HOW TO COMPLETE THIS TASK –
All lines of the listing below are to be printed again exactly.

SOURCE DATA –
+ + + +

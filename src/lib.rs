// Roulette Strategy Engine
// European-wheel series simulator for the Castle / Opposite-Color scheme.

pub mod outcome;
pub mod simulation;
pub mod strategy;
pub mod types;
pub mod wheel;

pub use outcome::{Color, Dozen, Outcome, Parity, TableHalf};
pub use simulation::{RouletteSimulation, SimulationError};
pub use strategy::{SpinResolution, StrategyKind, StrategyState};
pub use types::{RunSummary, SimulationRun, SpinRecord};
pub use wheel::{RngWheel, ScriptedWheel, Wheel};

+ + + +

REPLY TO THE TASK –
filename src/lib.rs
// Roulette Strategy Engine
// European-wheel series simulator for the Castle / Opposite-Color scheme.

pub mod outcome;
pub mod simulation;
pub mod strategy;
pub mod types;
pub mod wheel;

pub use outcome::{Color, Dozen, Outcome, Parity, TableHalf};
pub use simulation::{RouletteSimulation, SimulationError};
pub use strategy::{SpinResolution, StrategyKind, StrategyState};
pub use types::{RunSummary, SimulationRun, SpinRecord};
pub use wheel::{RngWheel, ScriptedWheel, Wheel};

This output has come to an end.